PROBLEM REQUIREMENTS:
Go to the line containing "robustness. Exactly-zero input" in the records below and print it and every following line exactly, on through the line containing "fn unwarp_pair(u: f64, v: f64)", then stop.

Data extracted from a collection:
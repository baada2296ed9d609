//! Sphere-to-cube reprojection.
//!
//! Closed-form inverse published by petrocket:
//! <http://stackoverflow.com/questions/2656899/mapping-a-sphere-to-a-cube>

use glam::DVec3;

const INVERSE_SQRT_2: f64 = std::f64::consts::FRAC_1_SQRT_2;

/// Map a point on the unit sphere to the corresponding point on the unit
/// cube's surface.
///
/// The dominant axis (largest absolute component, ties resolved y, x, z)
/// selects the cube face and becomes exactly `±1`; the two remaining
/// coordinates come from a closed-form inverse of the quadratic warp,
/// clamped to `[-1, 1]` for numerical robustness. Exactly-zero input
/// components stay exactly zero, so the `sqrt` never sees a negative
/// near-zero argument on the axes.
#[must_use]
pub fn map_sphere_to_cube(p: DVec3) -> DVec3 {
    let fx = p.x.abs();
    let fy = p.y.abs();
    let fz = p.z.abs();

    if fy >= fx && fy >= fz {
        let (a, b) = unwarp_pair(p.x, p.z);
        DVec3::new(a, 1f64.copysign(p.y), b)
    } else if fx >= fy && fx >= fz {
        let (a, b) = unwarp_pair(p.y, p.z);
        DVec3::new(1f64.copysign(p.x), a, b)
    } else {
        let (a, b) = unwarp_pair(p.x, p.y);
        DVec3::new(a, b, 1f64.copysign(p.z))
    }
}

/// Recover the two non-dominant cube coordinates from their sphere values.
fn unwarp_pair(u: f64, v: f64) -> (f64, f64) {
    let a2 = u * u * 2.0;
    let b2 = v * v * 2.0;
    let inner = -a2 + b2 - 3.0;
    let innersqrt = -(inner * inner - 12.0 * a2).max(0.0).sqrt();

    let cube_u = if u == 0.0 {
        0.0
    } else {
        ((innersqrt + a2 - b2 + 3.0).max(0.0).sqrt() * INVERSE_SQRT_2)
            .min(1.0)
            .copysign(u)
    };
    let cube_v = if v == 0.0 {
        0.0
    } else {
        ((innersqrt - a2 + b2 + 3.0).max(0.0).sqrt() * INVERSE_SQRT_2)
            .min(1.0)
            .copysign(v)
    };

    (cube_u, cube_v)
}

TASK RESPONSE:
/// clamped to `[-1, 1]` for numerical robustness. Exactly-zero input
/// components stay exactly zero, so the `sqrt` never sees a negative
/// near-zero argument on the axes.
#[must_use]
pub fn map_sphere_to_cube(p: DVec3) -> DVec3 {
    let fx = p.x.abs();
    let fy = p.y.abs();
    let fz = p.z.abs();

    if fy >= fx && fy >= fz {
        let (a, b) = unwarp_pair(p.x, p.z);
        DVec3::new(a, 1f64.copysign(p.y), b)
    } else if fx >= fy && fx >= fz {
        let (a, b) = unwarp_pair(p.y, p.z);
        DVec3::new(1f64.copysign(p.x), a, b)
    } else {
        let (a, b) = unwarp_pair(p.x, p.y);
        DVec3::new(a, b, 1f64.copysign(p.z))
    }
}

/// Recover the two non-dominant cube coordinates from their sphere values.
fn unwarp_pair(u: f64, v: f64) -> (f64, f64) {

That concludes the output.